Il ministro dell'Economia, Pier Carlo Paodoan, invita alla cautela: "sul 2014 attento i dati definitivi" dice al Corriere della Sera.

Ma il capogruppo di Fi alla Camera Renato Brunetta, vede nero: gli altri crescono "mentre l'Italia continua a precipitare".

Il mercato del lavoro
Il vero malato continua ad essere il mercato del lavoro: ancora, riconosce l'Istat, in condizioni "difficili, con livelli di occupazioni stagnanti" e un numero crescente di persone alla ricerca, infruttuosa, di un posto.

Viene ricordato il "valore massimo" e "sensibilmente più elevato" del tasso di disoccupazione (13,2% ad ottobre scorso) rispetto alla media europea .
E perfino le grandi imprese vedono restringersi gli organici.

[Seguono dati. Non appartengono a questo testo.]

// src/exec/recording.rs

//! Executor double that records invocations instead of running them

use super::{CommandOutput, CommandSpec, PrivilegedExecutor};
use crate::error::Result;
use std::sync::Mutex;

struct FailureRule {
    needle: String,
    output: CommandOutput,
}

/// Records every command; succeeds unless a failure rule matches
///
/// A rule matches when any argv element contains its needle. The first
/// matching rule wins.
#[derive(Default)]
pub struct RecordingExecutor {
    calls: Mutex<Vec<CommandSpec>>,
    failures: Mutex<Vec<FailureRule>>,
}

impl RecordingExecutor {
    pub fn new() -> Self {
        Self::default()
    }

    /// Make commands containing `needle` exit with `exit_code`
    pub fn fail_when(&self, needle: impl Into<String>, exit_code: i32, stderr: impl Into<String>) {
        self.failures
            .lock()
            .unwrap_or_else(|e| e.into_inner())
            .push(FailureRule {
                needle: needle.into(),
                output: CommandOutput::failure(exit_code, stderr),
            });
    }

    /// All recorded invocations, in order
    pub fn calls(&self) -> Vec<CommandSpec> {
        self.calls.lock().unwrap_or_else(|e| e.into_inner()).clone()
    }

    /// Recorded argv vectors, in order
    pub fn argvs(&self) -> Vec<Vec<String>> {
        self.calls().into_iter().map(|c| c.argv).collect()
    }

    /// Recorded commands rendered as single strings
    pub fn rendered(&self) -> Vec<String> {
        self.calls().iter().map(CommandSpec::display).collect()
    }

    pub fn clear(&self) {
        self.calls.lock().unwrap_or_else(|e| e.into_inner()).clear();
    }
}

impl PrivilegedExecutor for RecordingExecutor {
    fn execute(&self, spec: &CommandSpec) -> Result<CommandOutput> {
        self.calls
            .lock()
            .unwrap_or_else(|e| e.into_inner())
            .push(spec.clone());

        let failures = self.failures.lock().unwrap_or_else(|e| e.into_inner());
        let output = failures
            .iter()
            .find(|rule| spec.argv.iter().any(|arg| arg.contains(&rule.needle)))
            .map(|rule| rule.output.clone())
            .unwrap_or_else(CommandOutput::success);
        Ok(output)
    }
}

Disoccupazione di lunga durata
Altri brutti segnali giungono dall'impennata della disoccupazione di lunga durata, con oltre la metà dei senza lavoro (62,3%) che lo è da oltre un anno. Si potrebbero definire disoccupati cronici, una patologia particolarmente diffusa al Sud.

L'area grigia di chi è "vicino al mercato del lavoro"
Non finisce qui: la 'questione lavoro', ammette l'Istat, ha ormai confini sempre più ampi e per questo indefiniti. L'istituto parla così di un'area grigia, che si affianca a quella della disoccupazione ufficiale, fatta di persone "più vicine al mercato del lavoro". Si tratta di uomini e donne, facile immaginare tra loro tanti giovani, fuori dalle statistiche sui senza posto (non hanno cercato nel mese precedente la rilevazione) ma pronti a cogliere l'offerta di un impiego.
Nella gran parte dei casi dietro c'è il fenomeno dello scoraggiamento, che i dati vedono in continua crescita.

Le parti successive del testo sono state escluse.